Collected data:
=== Begin Enclosure ===
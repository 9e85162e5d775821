//! HTTP API for the master

use crate::common::types::{HeartbeatRequest, HeartbeatResponse, NodeState, StatusResponse};
use crate::common::util::timestamp_now_millis;
use crate::master::node_client::HttpNodeControl;
use crate::master::topology::Topology;
use crate::Result;
use axum::extract::{Path, State};
use axum::response::IntoResponse;
use axum::{Json, Router};
use std::collections::{BTreeMap, HashMap};
use std::sync::Arc;

#[derive(Clone)]
pub struct MasterState {
    pub topology: Arc<Topology<HttpNodeControl>>,
}

pub fn create_router(state: MasterState) -> Router {
    Router::new()
        .route("/servers/:id", axum::routing::post(add_server))
        .route("/servers/:id", axum::routing::delete(delete_server))
        .route("/shard-count/:n", axum::routing::post(change_shard_count))
        .route("/topology/servers", axum::routing::get(topology_servers))
        .route("/topology/shards", axum::routing::get(topology_shards))
        .route("/topology/states", axum::routing::get(topology_states))
        .route("/heartbeat", axum::routing::post(heartbeat))
        .route("/health", axum::routing::get(health))
        .with_state(state)
}

fn respond(result: Result<()>) -> impl IntoResponse {
    match result {
        Ok(()) => (
            axum::http::StatusCode::OK,
            Json(StatusResponse::ok("OK")),
        ),
        Err(e) => (e.to_http_status(), Json(StatusResponse::fail(e.to_string()))),
    }
}

async fn add_server(
    State(state): State<MasterState>,
    Path(id): Path<u32>,
) -> impl IntoResponse {
    respond(state.topology.add_server(id).await)
}

async fn delete_server(
    State(state): State<MasterState>,
    Path(id): Path<u32>,
) -> impl IntoResponse {
    respond(state.topology.delete_server(id).await)
}

async fn change_shard_count(
    State(state): State<MasterState>,
    Path(n): Path<u32>,
) -> impl IntoResponse {
    respond(state.topology.change_shard_count(n).await)
}

async fn topology_servers(State(state): State<MasterState>) -> Json<HashMap<u32, Vec<u32>>> {
    Json(state.topology.server_to_shards().await)
}

async fn topology_shards(State(state): State<MasterState>) -> Json<BTreeMap<u32, i64>> {
    Json(state.topology.shard_to_hash().await)
}

async fn topology_states(State(state): State<MasterState>) -> Json<HashMap<u32, NodeState>> {
    Json(state.topology.node_states().await)
}

async fn heartbeat(Json(_req): Json<HeartbeatRequest>) -> Json<HeartbeatResponse> {
    Json(HeartbeatResponse {
        healthy: true,
        server_timestamp: timestamp_now_millis(),
        message: "master alive".to_string(),
    })
}

async fn health() -> impl IntoResponse {
    Json(StatusResponse::ok("ok"))
}
//! CLI for cluster operations

use anyhow::{bail, Context};
use clap::{Parser, Subcommand};
use shardkv::client::{HttpClusterTransport, RoutingClient};
use shardkv::common::types::{ServiceDescriptor, ServiceKind, StatusResponse};
use shardkv::discovery::DiscoveryClient;
use std::path::PathBuf;
use tracing_subscriber::{layer::SubscriberExt, util::SubscriberInitExt};

#[derive(Parser)]
#[command(name = "shardkv")]
#[command(about = "shardkv distributed key-value store CLI")]
#[command(version)]
struct Cli {
    /// Discovery registry URL
    #[arg(long, default_value = "http://localhost:4000")]
    discovery: String,

    /// Client id registered with discovery
    #[arg(long, default_value = "1")]
    client_id: u32,

    #[command(subcommand)]
    command: Commands,
}

#[derive(Subcommand)]
enum Commands {
    /// Set a key
    Set { key: String, value: String },

    /// Get a key
    Get { key: String },

    /// Set keys from a file of `key,value` lines
    SetFromFile { path: PathBuf },

    /// Register a storage server with the master and rebalance onto it
    AddServer { id: u32 },

    /// Drain and remove a storage server
    DeleteServer { id: u32 },

    /// Re-partition the cluster into a new number of shards
    ShardCount { count: u32 },

    /// Print the master's topology maps
    Topology,

    /// Print a storage node's status
    Status { id: u32 },
}

#[tokio::main]
async fn main() -> anyhow::Result<()> {
    tracing_subscriber::registry()
        .with(
            tracing_subscriber::EnvFilter::try_from_default_env().unwrap_or_else(|_| "warn".into()),
        )
        .with(tracing_subscriber::fmt::layer())
        .init();

    let cli = Cli::parse();
    let discovery = DiscoveryClient::new(cli.discovery.clone());

    match cli.command {
        Commands::Set { key, value } => {
            let client = routing_client(&discovery, cli.client_id).await?;
            client.set(&key, &value).await?;
            println!("OK");
        }
        Commands::Get { key } => {
            let client = routing_client(&discovery, cli.client_id).await?;
            match client.get(&key).await? {
                Some(value) => println!("{value}"),
                None => println!("(nil)"),
            }
        }
        Commands::SetFromFile { path } => {
            let client = routing_client(&discovery, cli.client_id).await?;
            let content = std::fs::read_to_string(&path)
                .with_context(|| format!("reading {}", path.display()))?;
            let mut count = 0usize;
            for (lineno, line) in content.lines().enumerate() {
                let line = line.trim();
                if line.is_empty() {
                    continue;
                }
                let Some((key, value)) = line.split_once(',') else {
                    bail!("{}:{}: expected `key,value`", path.display(), lineno + 1);
                };
                client.set(key.trim(), value.trim()).await?;
                count += 1;
            }
            println!("OK ({count} keys)");
        }
        Commands::AddServer { id } => {
            let response = master_post(&discovery, &format!("/servers/{id}")).await?;
            report(response)?;
        }
        Commands::DeleteServer { id } => {
            let master = discovery.get_master_with_retries().await?;
            let response: StatusResponse = reqwest::Client::new()
                .delete(format!("{}/servers/{id}", master.base_url()))
                .send()
                .await?
                .json()
                .await?;
            report(response)?;
        }
        Commands::ShardCount { count } => {
            let response = master_post(&discovery, &format!("/shard-count/{count}")).await?;
            report(response)?;
        }
        Commands::Topology => {
            let master = discovery.get_master_with_retries().await?;
            let base = master.base_url();
            let http = reqwest::Client::new();
            let servers: serde_json::Value =
                http.get(format!("{base}/topology/servers")).send().await?.json().await?;
            let shards: serde_json::Value =
                http.get(format!("{base}/topology/shards")).send().await?.json().await?;
            let states: serde_json::Value =
                http.get(format!("{base}/topology/states")).send().await?.json().await?;
            println!("servers: {}", serde_json::to_string_pretty(&servers)?);
            println!("shards:  {}", serde_json::to_string_pretty(&shards)?);
            println!("states:  {}", serde_json::to_string_pretty(&states)?);
        }
        Commands::Status { id } => {
            let node = discovery.get_node_with_retries(id).await?;
            let status: serde_json::Value = reqwest::Client::new()
                .get(format!("{}/status", node.base_url()))
                .send()
                .await?
                .json()
                .await?;
            println!("{}", serde_json::to_string_pretty(&status)?);
        }
    }

    Ok(())
}

async fn routing_client(
    discovery: &DiscoveryClient,
    client_id: u32,
) -> anyhow::Result<RoutingClient<HttpClusterTransport>> {
    // Clients register too so the registry shows who is on the cluster.
    discovery
        .register(&ServiceDescriptor {
            id: client_id,
            kind: ServiceKind::Client,
            host: "localhost".to_string(),
            port: 0,
        })
        .await?;
    Ok(RoutingClient::new(HttpClusterTransport::new(
        discovery.clone(),
    )))
}

async fn master_post(discovery: &DiscoveryClient, path: &str) -> anyhow::Result<StatusResponse> {
    let master = discovery.get_master_with_retries().await?;
    let response = reqwest::Client::new()
        .post(format!("{}{path}", master.base_url()))
        .send()
        .await?
        .json()
        .await?;
    Ok(response)
}

fn report(response: StatusResponse) -> anyhow::Result<()> {
    if response.success {
        println!("OK: {}", response.message);
        Ok(())
    } else {
        bail!("{}", response.message)
    }
}
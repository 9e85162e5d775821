//! Error types for shardkv

use thiserror::Error;

pub type Result<T> = std::result::Result<T, Error>;

#[derive(Error, Debug)]
pub enum Error {
    // === Topology errors ===
    #[error("Server already registered: {0}")]
    ServerExists(u32),

    #[error("Server not registered: {0}")]
    ServerUnknown(u32),

    #[error("Shard not found: {0}")]
    ShardNotFound(u32),

    #[error("Invalid shard count: {0}")]
    InvalidShardCount(u32),

    // === Node state machine errors ===
    #[error("Invalid state transition: {0}")]
    StateTransition(String),

    #[error("Node is dead")]
    NodeDead,

    // === Protocol errors ===
    #[error("Phase failed: {0}")]
    PhaseFailed(String),

    #[error("Staged storage missing: {0}")]
    StagedMissing(String),

    // === Network errors ===
    #[error("HTTP error: {0}")]
    Http(#[from] reqwest::Error),

    #[error("IO error: {0}")]
    Io(#[from] std::io::Error),

    #[error("Connection failed: {0}")]
    ConnectionFailed(String),

    #[error("Operation timeout: {0}")]
    Timeout(String),

    // === Discovery errors ===
    #[error("Service not registered: {0}")]
    NotRegistered(String),

    // === Routing errors ===
    #[error("No server found for key: {0}")]
    NoServerForKey(String),

    #[error("Retries exhausted: {0}")]
    RetriesExhausted(String),

    // === Config errors ===
    #[error("Invalid configuration: {0}")]
    InvalidConfig(String),

    // === Generic ===
    #[error("Internal error: {0}")]
    Internal(String),

    #[error("{0}")]
    Other(String),
}

impl Error {
    /// Is this a retryable error?
    pub fn is_retryable(&self) -> bool {
        matches!(
            self,
            Error::Timeout(_)
                | Error::ConnectionFailed(_)
                | Error::NotRegistered(_)
                | Error::Http(_)
        )
    }

    /// Convert to HTTP status code
    pub fn to_http_status(&self) -> axum::http::StatusCode {
        use axum::http::StatusCode;
        match self {
            Error::ServerExists(_) | Error::ServerUnknown(_) | Error::InvalidShardCount(_) => {
                StatusCode::BAD_REQUEST
            }
            Error::ShardNotFound(_) | Error::NotRegistered(_) | Error::NoServerForKey(_) => {
                StatusCode::NOT_FOUND
            }
            Error::StateTransition(_) | Error::NodeDead => StatusCode::CONFLICT,
            Error::Timeout(_) => StatusCode::REQUEST_TIMEOUT,
            Error::InvalidConfig(_) => StatusCode::BAD_REQUEST,
            _ => StatusCode::INTERNAL_SERVER_ERROR,
        }
    }
}

impl From<&str> for Error {
    fn from(s: &str) -> Self {
        Error::Other(s.to_string())
    }
}

impl From<String> for Error {
    fn from(s: String) -> Self {
        Error::Other(s)
    }
}

impl From<anyhow::Error> for Error {
    fn from(e: anyhow::Error) -> Self {
        Error::Other(e.to_string())
    }
}
//! Node-local storage and read/write classification
//!
//! `NodeStore` is the data half of a storage node: the live shard container,
//! the staged container built up during a rebalance, the two write queues,
//! and the state machine that decides how every get/set is classified.
//!
//! The staged container only ever ends one of two ways: promoted wholesale
//! by `swap_with_staged` when the master orders Apply, or discarded by
//! `clear_staged` on Rollback.

use crate::common::hash;
use crate::common::types::{
    Fragment, GetResponse, GetStatus, NodeState, NodeStatus, PrepareMoveRequest,
    PrepareRearrangeRequest, SendShardTask, SetResponse, ShardPayload,
};
use crate::node::shard::ShardContainer;
use crate::node::state::AtomicState;
use crate::Result;
use std::collections::HashMap;
use std::sync::atomic::{AtomicU32, Ordering};
use std::sync::Mutex;
use tracing::{debug, warn};

/// A write accepted while a rebalance was in flight, replayed later in
/// timestamp order.
#[derive(Debug, Clone)]
pub struct QueuedWrite {
    pub key: String,
    pub value: String,
    pub timestamp: u64,
}

/// The instructions received at Prepare time, kept until Apply or Rollback.
#[derive(Debug, Clone)]
pub enum RebalancePlan {
    Move {
        receive_shard_ids: Vec<u32>,
        send_tasks: Vec<SendShardTask>,
        full_shard_count: u32,
    },
    Rearrange {
        fragments: Vec<Fragment>,
        server_by_shard: HashMap<u32, u32>,
        full_shard_count: u32,
    },
}

pub struct NodeStore {
    node_id: u32,
    state: AtomicState,
    shard_count: AtomicU32,
    live: Mutex<ShardContainer>,
    staged: Mutex<ShardContainer>,
    /// Writes queued while shards were moving between servers; replayed into
    /// live storage after the Apply swap.
    apply_queue: Mutex<Vec<QueuedWrite>>,
    /// Writes accepted into staged storage during a rearrange; replayed into
    /// live storage if the rearrange rolls back.
    rollback_queue: Mutex<Vec<QueuedWrite>>,
    plan: Mutex<Option<RebalancePlan>>,
}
=== End Enclosure ===
* TASK PROMPT *
From the data above, pick out each line containing "shardkv" and copy it.

* ANSWER *
use shardkv::client::{HttpClusterTransport, RoutingClient};
use shardkv::common::types::{ServiceDescriptor, ServiceKind, StatusResponse};
use shardkv::discovery::DiscoveryClient;
#[command(name = "shardkv")]
#[command(about = "shardkv distributed key-value store CLI")]
//! Error types for shardkv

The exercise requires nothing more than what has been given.